Ukraine's first lady: Tech must be used to save people, not to kill

Ukraine's First Lady, Olena Zelenska, attends the opening event of Europe's largest tech conference, the Web Summit, in Lisbon, Portugal, November 1, 2022. REUTERS/Pedro Nunes

In an emotional appeal, Ukrainian first lady Olena Zelenska urged tech workers from around the world on Tuesday to create innovations to stop Russia and help save people in her war-torn country.

"The dystopias we read about in science fiction novels ... are much closer than you think," Zelenska told a packed venue at the opening event of Europe's largest tech conference, Lisbon's Web Summit, as she showed a video of the aftermath of a drone attack in Kyiv.

Ukraine's First Lady, Olena Zelenska, speaks at the opening event of Europe's largest tech conference, the Web Summit, in Lisbon, Portugal, November 1, 2022. REUTERS/Pedro Nunes

"Russia puts technology at the service of terror."

Describing technology as a "battlefield" in the Russian invasion of Ukraine, Zelenska said that technological equipment such as drones and missiles were being used to "kill people," not to save them.

As some among the crowd held Ukrainian flags, Zelenska, the wife of Ukrainian President Volodymyr Zelenskiy, asked those in attendance to come up with ideas to "stop the terror, save people and restore the destroyed."

"You can help us stop the list of terrorism victims from expanding," she said. "I believe that such technology is the future ... if it's not, there simply won't be a future to look forward to."

Russian forces swept into Ukraine in February in what Moscow calls a "special military operation" to eliminate dangerous nationalists and protect Russian-speakers. Kyiv calls Moscow's military action an unprovoked imperialist land grab.

The conflict has killed thousands, displaced millions and reopened Cold War-era divisions.

"They (Russia) are attacking our power plants, there are blackouts everywhere in the country ... now, every day, we have no electricity, no communications and no internet for hours," Zelenska said.

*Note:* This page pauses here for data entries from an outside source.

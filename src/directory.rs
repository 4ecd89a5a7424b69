use std::fmt::{Debug, Formatter};

use bytes::{Buf, Bytes};
use varint_rs::{VarintReader, VarintWriter};

use crate::error::PmtError;
use crate::header::Compression;
use crate::tile::TileId;
use crate::writer::WriteTo;

/// Maximum size in bytes the root directory may occupy after compression,
/// leaving the rest of [`crate::header::MAX_INITIAL_BYTES`] to the header.
pub(crate) const MAX_ROOT_DIR_BYTES: usize = crate::header::MAX_INITIAL_BYTES - crate::header::HEADER_SIZE;

/// A single entry in a root or leaf directory.
///
/// `run_length == 0` means this entry points at a leaf directory rather than
/// tile data; any other value is the count of consecutive addressed tile ids
/// (starting at `tile_id`) sharing this offset/length.
#[derive(Clone, Copy, Default, Debug, PartialEq, Eq)]
pub struct DirEntry {
    /// The Hilbert tile id this entry (or, for a leaf pointer, this leaf's
    /// first tile) addresses.
    pub tile_id: u64,
    /// Byte offset into the tile data section (or leaf directory section).
    pub offset: u64,
    /// Byte length of the tile data (or leaf directory).
    pub length: u32,
    /// Count of consecutive tile ids sharing this entry; `0` for leaf pointers.
    pub run_length: u32,
}

impl DirEntry {
    /// Whether this entry points at a leaf directory rather than tile data.
    #[must_use]
    pub fn is_leaf_pointer(&self) -> bool {
        self.run_length == 0
    }

    /// Iterates the `(z, x, y)` coordinates this entry's run covers.
    pub fn iter_coords(&self) -> impl Iterator<Item = crate::tile::TileCoord> + '_ {
        (self.tile_id..self.tile_id + u64::from(self.run_length.max(1)))
            .filter_map(|id| TileId::new(id).ok())
            .filter_map(|id| crate::tile::TileCoord::try_from(id).ok())
    }
}

/// An ordered collection of directory entries (a root or leaf directory).
#[derive(Clone, Default)]
pub struct Directory {
    pub(crate) entries: Vec<DirEntry>,
}

impl Debug for Directory {
    fn fmt(&self, f: &mut Formatter<'_>) -> std::fmt::Result {
        f.write_fmt(format_args!("Directory [entries: {}]", self.entries.len()))
    }
}

impl Directory {
    /// Builds a directory from already-sorted entries.
    #[must_use]
    pub fn from_entries(entries: Vec<DirEntry>) -> Self {
        Self { entries }
    }

    /// Builds an empty directory with room for `capacity` entries.
    #[must_use]
    pub fn with_capacity(capacity: usize) -> Self {
        Self {
            entries: Vec::with_capacity(capacity),
        }
    }

    /// Appends an entry. Entries must be pushed in ascending `tile_id` order.
    pub fn push(&mut self, entry: DirEntry) {
        self.entries.push(entry);
    }

    /// Number of entries in this directory.
    #[must_use]
    pub fn len(&self) -> usize {
        self.entries.len()
    }

    /// Whether this directory has no entries.
    #[must_use]
    pub fn is_empty(&self) -> bool {
        self.entries.is_empty()
    }

    /// Borrows the entries in this directory.
    #[must_use]
    pub fn entries(&self) -> &[DirEntry] {
        &self.entries
    }

    /// Consumes the directory, returning its entries.
    #[must_use]
    pub fn into_entries(self) -> Vec<DirEntry> {
        self.entries
    }

    /// Finds the entry whose run covers `tile_id`, via binary search over a
    /// directory sorted by ascending `tile_id`.
    #[must_use]
    pub fn find_tile_id(&self, tile_id: TileId) -> Option<&DirEntry> {
        let tile_id = tile_id.value();
        match self.entries.binary_search_by(|e| e.tile_id.cmp(&tile_id)) {
            Ok(idx) => self.entries.get(idx),
            Err(0) => None,
            Err(next_id) => {
                let previous = self.entries.get(next_id - 1)?;
                if previous.is_leaf_pointer() {
                    // leaf pointers don't have a run; only an exact match applies
                    None
                } else if previous.tile_id + u64::from(previous.run_length) > tile_id {
                    Some(previous)
                } else {
                    None
                }
            }
        }
    }

    /// Size in bytes this directory would occupy after compression.
    ///
    /// # Errors
    /// Propagates any error from the underlying compressor.
    pub fn compressed_size(&self, compression: Compression) -> crate::error::PmtResult<usize> {
        WriteTo::compressed_size(self, compression)
    }
}

impl WriteTo for Directory {
    fn write_to<W: std::io::Write>(&self, writer: &mut W) -> std::io::Result<()> {
        let mut out = writer;
        out.write_usize_varint(self.entries.len())?;

        let mut last_id = 0u64;
        for entry in &self.entries {
            out.write_u64_varint(entry.tile_id - last_id)?;
            last_id = entry.tile_id;
        }

        for entry in &self.entries {
            out.write_u32_varint(entry.run_length)?;
        }

        for entry in &self.entries {
            out.write_u32_varint(entry.length)?;
        }

        let mut last_entry: Option<&DirEntry> = None;
        for entry in &self.entries {
            let is_contiguous = last_entry.is_some_and(|e| e.offset + u64::from(e.length) == entry.offset);
            if is_contiguous {
                out.write_u64_varint(0)?;
            } else {
                out.write_u64_varint(entry.offset + 1)?;
            }
            last_entry = Some(entry);
        }

        Ok(())
    }
}

impl TryFrom<Bytes> for Directory {
    type Error = PmtError;

    fn try_from(buffer: Bytes) -> Result<Self, PmtError> {
        let mut buffer = buffer.reader();
        let n_entries = buffer
            .read_usize_varint()
            .map_err(|_| PmtError::VarintDecode)?;

        let mut entries = vec![DirEntry::default(); n_entries];

        let mut next_tile_id = 0;
        for entry in &mut entries {
            next_tile_id += buffer
                .read_u64_varint()
                .map_err(|_| PmtError::VarintDecode)?;
            entry.tile_id = next_tile_id;
        }

        for entry in &mut entries {
            entry.run_length = buffer
                .read_u32_varint()
                .map_err(|_| PmtError::VarintDecode)?;
        }

        for entry in &mut entries {
            entry.length = buffer
                .read_u32_varint()
                .map_err(|_| PmtError::VarintDecode)?;
        }

        let mut last_entry: Option<usize> = None;
        for i in 0..entries.len() {
            let offset = buffer
                .read_u64_varint()
                .map_err(|_| PmtError::VarintDecode)?;
            entries[i].offset = if offset == 0 {
                let last = last_entry.ok_or(PmtError::InvalidEntry)?;
                entries[last].offset + u64::from(entries[last].length)
            } else {
                offset - 1
            };
            last_entry = Some(i);
        }

        Ok(Self { entries })
    }
}

/// Splits entries into a root directory plus, if needed, leaf directories so
/// the root fits within `target_root_len` bytes once compressed.
///
/// Ported from go-pmtiles's `optimizeDirectories`
/// (<https://github.com/protomaps/go-pmtiles/blob/f1c24e6/pmtiles/directory.go#L368-L396>)
/// and planetiler's `WriteablePmtiles`.
///
/// # Errors
/// Returns an error if directory compression fails, or if a directory or its
/// entries overflow the on-disk integer widths.
pub fn optimize_directories(
    mut entries: Vec<DirEntry>,
    target_root_len: usize,
    compression: Compression,
) -> crate::error::PmtResult<(Directory, Vec<Directory>)> {
    if entries.len() < 16_384 {
        let root_dir = Directory::from_entries(std::mem::take(&mut entries));
        let root_bytes = root_dir.compressed_size(compression)?;
        if root_bytes <= target_root_len {
            return Ok((root_dir, vec![]));
        }
        entries = root_dir.into_entries();
    }

    let mut leaf_size = (entries.len() / 3500).max(4096);
    loop {
        let (root_dir, leaf_dirs) = build_roots_leaves(&entries, leaf_size, compression)?;
        let root_bytes = root_dir.compressed_size(compression)?;
        if root_bytes <= target_root_len {
            return Ok((root_dir, leaf_dirs));
        }
        leaf_size += leaf_size / 5; // go-pmtiles: leaf_size *= 1.2
    }
}

fn build_roots_leaves(
    entries: &[DirEntry],
    leaf_size: usize,
    compression: Compression,
) -> crate::error::PmtResult<(Directory, Vec<Directory>)> {
    let mut root_dir = Directory::with_capacity(entries.len() / leaf_size.max(1));
    let mut leaves = Vec::with_capacity(entries.len() / leaf_size.max(1));
    let mut offset = 0u64;
    for chunk in entries.chunks(leaf_size) {
        let leaf = Directory::from_entries(chunk.to_vec());
        let leaf_bytes = leaf.compressed_size(compression)?;
        leaves.push(leaf);

        root_dir.push(DirEntry {
            tile_id: chunk[0].tile_id,
            offset,
            length: u32::try_from(leaf_bytes).map_err(|_| PmtError::IndexEntryOverflow)?,
            run_length: 0,
        });
        offset += leaf_bytes as u64;
    }

    Ok((root_dir, leaves))
}

#[cfg(test)]
mod tests {
    use super::{DirEntry, Directory};
    use crate::header::Compression;
    use crate::tile::TileId;
    use crate::writer::WriteTo;

    fn entry(tile_id: u64, offset: u64, length: u32, run_length: u32) -> DirEntry {
        DirEntry {
            tile_id,
            offset,
            length,
            run_length,
        }
    }

    #[test]
    fn roundtrip_directory() {
        let dir = Directory::from_entries(vec![
            entry(0, 0, 100, 1),
            entry(1, 100, 50, 1),
            entry(5, 150, 25, 3),
            entry(10, 500, 10, 1),
        ]);

        let mut buf = Vec::new();
        dir.write_to(&mut buf).unwrap();

        let decoded = Directory::try_from(bytes::Bytes::from(buf)).unwrap();
        assert_eq!(decoded.len(), 4);
        assert_eq!(decoded.entries()[2].tile_id, 5);
        assert_eq!(decoded.entries()[2].run_length, 3);
        assert_eq!(decoded.entries()[3].offset, 500);
    }

    #[test]
    fn find_tile_id_matches_run() {
        let dir = Directory::from_entries(vec![entry(0, 0, 100, 1), entry(5, 150, 25, 3)]);

        assert!(dir.find_tile_id(TileId::new(0).unwrap()).is_some());
        assert!(dir.find_tile_id(TileId::new(5).unwrap()).is_some());
        assert!(dir.find_tile_id(TileId::new(6).unwrap()).is_some());
        assert!(dir.find_tile_id(TileId::new(7).unwrap()).is_some());
        assert!(dir.find_tile_id(TileId::new(8).unwrap()).is_none());
        assert!(dir.find_tile_id(TileId::new(1).unwrap()).is_none());
    }

    #[test]
    fn optimize_directories_without_leaves() {
        let entries: Vec<_> = (0..10).map(|i| entry(i, i * 10, 10, 1)).collect();
        let (root, leaves) = super::optimize_directories(entries, super::MAX_ROOT_DIR_BYTES, Compression::None)
            .unwrap();
        assert!(leaves.is_empty());
        assert_eq!(root.len(), 10);
    }
}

She said her country was no longer able to invest in high technology in places such as schools because it must buy generators instead.

More than 70,000 people are expected to attend the summit, which kicked off on Tuesday and will feature over 900 speakers ranging from Microsoft Corp's vice chairman, Brad Smith, to Changpeng Zhao, founder of cryptocurrency exchange Binance.

Web Summit's boss, Paddy Cosgrave, told Reuters last week that 59 Ukrainian start-ups would attend the event. Mykhailo Fedorov, Ukraine's vice prime minister who also runs the ministry of digital transformation, will also speak.